An open-source app to harvest field data from Microsoft’s HoloLens mixed-reality headset has been developed by a lab that specializes in applying data science to the study of conservation biology. The app allows researchers to collect data while walking and looking at vegetation. Spatial data is displayed in real-time on the HoloLens screen and can be saved for later analysis.
Ecologists will not always require expensive and cumbersome equipment to measure vegetation in the field. Rice University researchers have discovered that a modern heads-up display works quite well. Rice researchers used a Microsoft HoloLens as a mixed-reality sensor to feed VegSense, their app for measuring understory vegetation, or plant life that grows between the forest canopy and the forest floor.

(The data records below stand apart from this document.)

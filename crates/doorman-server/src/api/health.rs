//! Health check API endpoint.

use axum::extract::State;
use axum::routing::get;
use axum::{Json, Router};
use serde::{Deserialize, Serialize};
use utoipa::ToSchema;

use crate::state::AppState;

/// Health check response.
#[derive(Debug, Clone, Serialize, Deserialize, ToSchema)]
#[schema(example = json!({
    "status": "ok",
    "version": "0.1.0",
    "scanner_state": "running"
}))]
pub struct HealthResponse {
    /// Service status.
    #[schema(example = "ok")]
    pub status: String,

    /// Service version from Cargo.toml.
    #[schema(example = "0.1.0")]
    pub version: String,

    /// Run-state of the passive scanner.
    #[schema(example = "running")]
    pub scanner_state: String,
}

/// Creates the health router.
pub fn router() -> Router<AppState> {
    Router::new().route("/", get(health_check))
}

/// Health check endpoint.
#[utoipa::path(
    get,
    path = "/health",
    tag = "system",
    operation_id = "healthCheck",
    summary = "Check service health",
    responses(
        (status = 200, description = "Service is healthy", body = HealthResponse)
    )
)]
pub async fn health_check(State(state): State<AppState>) -> Json<HealthResponse> {
    Json(HealthResponse {
        status: "ok".to_string(),
        version: env!("CARGO_PKG_VERSION").to_string(),
        scanner_state: super::status::scanner_state_label(state.scanner_state()).to_string(),
    })
}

A proof-of-concept study conducted by graduate student Daniel Gorczynski and bioscientist Lydia Beaudrot demonstrates that VegSense could be a low-cost alternative to traditional classical field measurements.
The hardware-software combination excels at quantifying relatively mature trees in the wild, which is one measure of a forest’s overall health, according to their study published in Methods in Ecology and Evolution.
For this study, we wanted to be really deliberate in trying to replicate more traditional understory vegetation structure measurements. We tried to get that level of detail. The goal is to have the mesh cover as much of the vegetation as possible because that is what gives you the best scan.Daniel Gorczynski
Gorczynski came up with the idea to try HoloLens, commonly marketed as a productivity tool for manufacturing, health care and education. He developed the open-source software for the device and noted that while the combination is less effective at picking up saplings and small branches, there’s ample room for improvement.
Gorczynski said he was introduced to mixed-reality sensing while an undergraduate at Vanderbilt University and recognized its potential for biological studies. “It seemed sort of like a natural fit,” he said. Gorczynski brought the idea to Beaudrot in 2019 shortly after his arrival at Rice.
The combination of stock hardware and custom software cost far less than systems based onlidar (for “light detection and ranging”) most often used in three-dimensional field studies, said Gorczynski, who developed VegSense on a platform geared more toward 3D games and interactive experiences than hard science.
Field tests in Houston’s Memorial Park revealed that, at least for mature trees, the smaller solution is just as effective. In their case study, VegSense easily detected 48 of 50 such trees in the target area, a circle about 30 feet in diameter that Gorczynski walked, looking up, down, and around to build the 3D database. (“Think of an asterisk with a circle around it,” he said, describing the data-capture pattern.)
“For this study, we wanted to be really deliberate in trying to replicate more traditional understory vegetation structure measurements,” Gorczynski explained. “We tried to get that level of detail.”
He notices a holograph-like grid pattern that tracks the surfaces of vegetation as he scans the environment. “What’s really cool about that is that you can see what the scanner is picking up, as well as the spots you missed,” Gorczynski explained. “The goal is to have the mesh cover as much of the vegetation as possible because that is what gives you the best scan.”
“The results were so good that Dan quickly wrote it up for publication,” Beaudrot said, noting that Gorczynski expanded his validation of the gear during a subsequent field trip to Tanzania, which is the focus of one of 15 tropical forests in the Rice group’s recent rainforest study.
“Because it’s so inexpensive, this device has the potential to facilitate a lot of great ecological research,” she says. “Right now, collecting vegetation information on the forest floor is extremely difficult without a lot of manual labor or a very expensive lidar system.”
“So this is a game-changing, low-cost device,” Beaudrot said. “It will not provide the same resolution data as lidar, but this is only the first application. We hope that making VegSense open-source to the ecological research community will spark all of the potential directions it can take.”